I have mealworms. Let the seduction begin.

I have mealworms, two industrious chickadees, and a box of beebling baby birds at the goober stage, all ready to assemble. Marge and Studley Windowson did find the mealworm stash near the suet feeder on the other side of the house, or someone else did, but still I yearned for intimacy. I did not want to attract scrub jays. I gave it some thought. The mealworm store lady probably couldn’t guess how much time and care I was willing to devote to this project. I cracked open the window close to the birdhouse. When I was certain only my chickadees were around, I eased a worm out onto the windowsill. Nothing happened. But when I turned my head for a moment–okay, I went to the toity–it was gone.

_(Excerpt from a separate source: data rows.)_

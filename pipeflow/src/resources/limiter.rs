//! Shared concurrency limits.
//!
//! Every pipe or pipeline that declares a maximum number of concurrent
//! invocations owns one counting semaphore, created on first use and keyed by
//! the owner's configured name.

use dashmap::DashMap;
use std::sync::Arc;
use std::time::{Duration, Instant};
use tokio::sync::{OwnedSemaphorePermit, Semaphore};
use tracing::debug;

use crate::errors::PipeRunError;

/// Registry of semaphores keyed by owner name.
#[derive(Debug, Default)]
pub struct LimiterRegistry {
    semaphores: DashMap<String, Arc<Semaphore>>,
}

impl LimiterRegistry {
    /// Creates an empty registry.
    #[must_use]
    pub fn new() -> Self {
        Self::default()
    }

    /// Returns the semaphore of `owner`, creating it with `max_threads` permits
    /// if it does not exist yet. Concurrent first calls create exactly one.
    #[must_use]
    pub fn semaphore(&self, owner: &str, max_threads: usize) -> Arc<Semaphore> {
        self.semaphores
            .entry(owner.to_string())
            .or_insert_with(|| {
                debug!(owner = %owner, max_threads, "creating concurrency limiter");
                Arc::new(Semaphore::new(max_threads))
            })
            .clone()
    }

    /// Waits for a permit of `owner`'s semaphore.
    ///
    /// # Errors
    ///
    /// Returns an `Interrupted` error if the semaphore was closed while waiting.
    pub async fn acquire(&self, owner: &str, max_threads: usize) -> Result<LimiterPermit, PipeRunError> {
        let semaphore = self.semaphore(owner, max_threads);
        let started = Instant::now();
        let permit = semaphore.acquire_owned().await.map_err(|e| {
            PipeRunError::interrupted(format!("interrupted waiting for concurrency limit of [{owner}]"))
                .with_source(e)
        })?;
        Ok(LimiterPermit {
            _permit: permit,
            waited: started.elapsed(),
        })
    }

    /// Returns the number of permits currently available to `owner`.
    #[must_use]
    pub fn available_permits(&self, owner: &str) -> Option<usize> {
        self.semaphores.get(owner).map(|s| s.available_permits())
    }

    /// Closes the semaphore of `owner`; current and future waiters are interrupted.
    pub fn close(&self, owner: &str) {
        if let Some(semaphore) = self.semaphores.get(owner) {
            semaphore.close();
        }
    }

    /// Returns the number of registered owners.
    #[must_use]
    pub fn len(&self) -> usize {
        self.semaphores.len()
    }

    /// Returns true if no semaphore was created yet.
    #[must_use]
    pub fn is_empty(&self) -> bool {
        self.semaphores.is_empty()
    }
}

/// A held permit. The permit is returned when this value is dropped.
#[derive(Debug)]
pub struct LimiterPermit {
    _permit: OwnedSemaphorePermit,
    waited: Duration,
}

impl LimiterPermit {
    /// Returns how long the caller waited for the permit.
    #[must_use]
    pub fn waited(&self) -> Duration {
        self.waited
    }
}

#[cfg(test)]
mod tests {
    use super::*;
    use crate::errors::PipeRunErrorKind;

    #[tokio::test]
    async fn test_semaphore_created_once() {
        let registry = LimiterRegistry::new();
        let a = registry.semaphore("adapter/A", 2);
        let b = registry.semaphore("adapter/A", 5);

        assert!(Arc::ptr_eq(&a, &b));
        assert_eq!(b.available_permits(), 2);
        assert_eq!(registry.len(), 1);
    }

    #[tokio::test]
    async fn test_permit_released_on_drop() {
        let registry = LimiterRegistry::new();
        let permit = registry.acquire("p", 1).await.unwrap();
        assert_eq!(registry.available_permits("p"), Some(0));

        drop(permit);
        assert_eq!(registry.available_permits("p"), Some(1));
    }

    #[tokio::test]
    async fn test_waiter_blocks_until_release() {
        let registry = Arc::new(LimiterRegistry::new());
        let held = registry.acquire("p", 1).await.unwrap();

        let waiter = {
            let registry = registry.clone();
            tokio::spawn(async move { registry.acquire("p", 1).await.map(|p| p.waited()) })
        };
        tokio::time::sleep(Duration::from_millis(30)).await;
        assert!(!waiter.is_finished());

        drop(held);
        let waited = waiter.await.unwrap().unwrap();
        assert!(waited >= Duration::from_millis(20));
    }

    #[tokio::test]
    async fn test_closed_semaphore_interrupts() {
        let registry = LimiterRegistry::new();
        let _ = registry.semaphore("p", 1);
        registry.close("p");

        let err = registry.acquire("p", 1).await.unwrap_err();
        assert_eq!(err.kind(), PipeRunErrorKind::Interrupted);
    }
}
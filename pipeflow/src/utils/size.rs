//! Human-readable byte sizes such as `30MB`.

use crate::errors::ConfigurationError;

const KB: u64 = 1024;
const MB: u64 = KB * 1024;
const GB: u64 = MB * 1024;

/// Parses a size like `512`, `64KB`, `30MB` or `1GB` into bytes.
///
/// Units are binary multiples and case-insensitive; a trailing `B` is optional.
///
/// # Errors
///
/// Returns a [`ConfigurationError`] if the value is not a valid size.
pub fn parse_size(value: &str) -> Result<u64, ConfigurationError> {
    let trimmed = value.trim();
    let upper = trimmed.to_ascii_uppercase();
    let split = upper
        .find(|c: char| !c.is_ascii_digit())
        .unwrap_or(upper.len());
    let (digits, unit) = upper.split_at(split);

    let number: u64 = digits
        .parse()
        .map_err(|_| ConfigurationError::new(format!("invalid size [{trimmed}]")))?;

    let multiplier = match unit.trim() {
        "" | "B" => 1,
        "K" | "KB" => KB,
        "M" | "MB" => MB,
        "G" | "GB" => GB,
        other => {
            return Err(ConfigurationError::new(format!(
                "invalid size unit [{other}] in [{trimmed}]"
            )))
        }
    };

    number
        .checked_mul(multiplier)
        .ok_or_else(|| ConfigurationError::new(format!("size [{trimmed}] is too large")))
}

/// Formats a byte count with the largest unit that divides it.
#[must_use]
pub fn format_size(bytes: u64) -> String {
    match bytes {
        0 => "0B".to_string(),
        b if b % GB == 0 => format!("{}GB", b / GB),
        b if b % MB == 0 => format!("{}MB", b / MB),
        b if b % KB == 0 => format!("{}KB", b / KB),
        b => format!("{b}B"),
    }
}
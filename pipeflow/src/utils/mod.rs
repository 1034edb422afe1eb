//! Utility functions shared by the engine.
//!
//! - Identifier generation
//! - Human-readable byte sizes
//! - Result compaction and restoration of moved elements
//! - Masking of logged payloads

pub mod compaction;
mod ids;
mod masking;
pub mod size;

pub use compaction::{restore_moved_elements, Compactor};
pub use ids::{generate_message_id, generate_token, generate_uuid};
pub use masking::{hide, hide_opt};
pub use size::{format_size, parse_size};
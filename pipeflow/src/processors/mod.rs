//! Processor chains wrapped around pipes and pipelines.
//!
//! Every cross-cutting concern is one decorator that owns the next processor
//! of its chain. A chain is assembled once by folding the decorator layers
//! over a core processor, innermost first:
//!
//! - Pipe chain: core, exception handling, input/output, size check, limit,
//!   locker, transaction, monitoring, logging, previous pipe tracking.
//! - Pipeline chain: core (the graph walk), input/output, cache, locker,
//!   limit, transaction.

pub mod pipe;
pub mod pipeline;

use async_trait::async_trait;
use std::sync::Arc;

use crate::core::{Message, PipeLineResult, PipeLineSession, PipeRunResult};
use crate::errors::PipeRunError;
use crate::pipeline::PipeLine;
use crate::pipes::PipeSpec;
use crate::services::EngineServices;

/// The terminal operation a pipe invocation ends in.
#[derive(Debug, Clone, Copy, PartialEq, Eq, Hash)]
pub enum PipeOperation {
    /// [`Pipe::run`](crate::pipes::Pipe::run).
    Run,
    /// [`Pipe::validate`](crate::pipes::Pipe::validate).
    Validate,
}

/// One layer of the pipe processor chain.
#[async_trait]
pub trait PipeProcessor: Send + Sync {
    /// Processes `message` with `pipe`.
    async fn process_pipe(
        &self,
        pipeline: &PipeLine,
        pipe: &PipeSpec,
        message: Message,
        session: &mut PipeLineSession,
        operation: PipeOperation,
    ) -> Result<PipeRunResult, PipeRunError>;
}

/// One layer of the pipeline processor chain.
#[async_trait]
pub trait PipeLineProcessor: Send + Sync {
    /// Processes `message` with `pipeline`.
    async fn process_pipeline(
        &self,
        pipeline: &PipeLine,
        message_id: &str,
        message: Message,
        session: &mut PipeLineSession,
    ) -> Result<PipeLineResult, PipeRunError>;
}

/// Wraps a pipe processor in one decorator.
pub type PipeProcessorLayer = fn(Box<dyn PipeProcessor>, &Arc<EngineServices>) -> Box<dyn PipeProcessor>;

/// Wraps a pipeline processor in one decorator.
pub type PipeLineProcessorLayer =
    fn(Box<dyn PipeLineProcessor>, &Arc<EngineServices>) -> Box<dyn PipeLineProcessor>;

/// Pipe decorators, innermost first.
pub const PIPE_PROCESSOR_LAYERS: [PipeProcessorLayer; 9] = [
    pipe::ExceptionHandlingPipeProcessor::layer,
    pipe::InputOutputPipeProcessor::layer,
    pipe::SizeCheckPipeProcessor::layer,
    pipe::LimitingPipeProcessor::layer,
    pipe::LockerPipeProcessor::layer,
    pipe::TransactionPipeProcessor::layer,
    pipe::MonitoringPipeProcessor::layer,
    pipe::LoggingPipeProcessor::layer,
    pipe::TrackPreviousPipeProcessor::layer,
];

/// Pipeline decorators, innermost first.
pub const PIPELINE_PROCESSOR_LAYERS: [PipeLineProcessorLayer; 5] = [
    pipeline::InputOutputPipeLineProcessor::layer,
    pipeline::CachePipeLineProcessor::layer,
    pipeline::LockerPipeLineProcessor::layer,
    pipeline::LimitingPipeLineProcessor::layer,
    pipeline::TransactionPipeLineProcessor::layer,
];

/// Assembles the pipe processor chain.
#[must_use]
pub fn build_pipe_processor_chain(services: &Arc<EngineServices>) -> Arc<dyn PipeProcessor> {
    let core: Box<dyn PipeProcessor> = Box::new(pipe::CorePipeProcessor);
    Arc::from(
        PIPE_PROCESSOR_LAYERS
            .iter()
            .fold(core, |next, layer| layer(next, services)),
    )
}

/// Assembles the pipeline processor chain around a pipe processor chain.
#[must_use]
pub fn build_pipeline_processor_chain(
    services: &Arc<EngineServices>,
    pipe_processor: Arc<dyn PipeProcessor>,
) -> Arc<dyn PipeLineProcessor> {
    let core: Box<dyn PipeLineProcessor> = Box::new(pipeline::CorePipeLineProcessor::new(pipe_processor));
    Arc::from(
        PIPELINE_PROCESSOR_LAYERS
            .iter()
            .fold(core, |next, layer| layer(next, services)),
    )
}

The next day I edged my palm out onto the sill with a mealworm in it. Studley definitely saw it. Studley definitely wanted it. He made feints at my hand, hovering. Then he landed on the sill, weighed his responsibilities against his fear, stabbed at the worm and rocketed off like he’d swatted a tiger’s nose on a dare. A half hour later he was landing on my finger. Then on Dave’s finger. On two hearts at once.

They say there are wormholes in space-time. Portals to other universes. I was already smitten, but it wasn’t until the next day that my entire soul tipped into that gravity well. I was outside weeding and stood up to stretch, and there came a flibbet of wingbeats, and there was Studley, on a twig eight inches from my face. He tilted his head, back and forth, sent me one bright black eye, then the other. And I fell through the mealwormhole into Studley’s world.

I wasn’t anywhere near his window. And I was wearing a hat. But he knew me. Had he been looking at me for years, even as I was looking at him? He’s paying attention, that’s for sure. Dave stands in the garden with his hands relaxed at his sides and a small grown bird tucks into the cup of his fingers. I get out of my car and a bird lights up the closest branch, and dips over to my hand, his feet as important and small as punctuation. He doesn’t weigh any more than a held breath.

Marge hasn’t taken the plunge. That’s okay. I worry about habituating Studs to people, although he’s only stalking Dave and me, but he did land on neighbor Anna’s teacup. It’s white, just like the ramekin I carry mealworms around in. Maybe it’s because I’ve zoomed in on so many photos of Studley, but even now, when I see him through the window, he seems larger than he really is. Substantial, even. He’s not. He wouldn’t tip a scale with a peanut in the other pan. He is a tiny, tiny bird. But he’s smart.

He’s damn smart. He’s probably known me for years before discovering I’m useful. When I’m too slow to get him a worm, he knocks the hat off my ramekin and helps himself. He goes off to a branch to subdue it for a baby’s gullet, whap whap whap. When we call it a day and go inside, he figures out where we are in the house and hovers at that window.

He knows when beer-thirty is.


I know what he likes me for. But is it love?

I want to get this right.

The sober voices say all love is self-interest. The sober voices are measured in their assessment. They manage risk. Keep their own hearts on a short lead, safe from disappointment.

I choose headlong.

Because I don’t know just where a love story begins. But maybe love is the name of the charged ether that joins our worlds. I do know I’ve got the trust of the smartest, bravest, most valiant chickadee in the whole world, a world that can be frantic, and grabby, and barren. Does he feel a lift in his little gray chest when he sees me? Does he love me too? It might not matter. I’ve got enough love for both of us.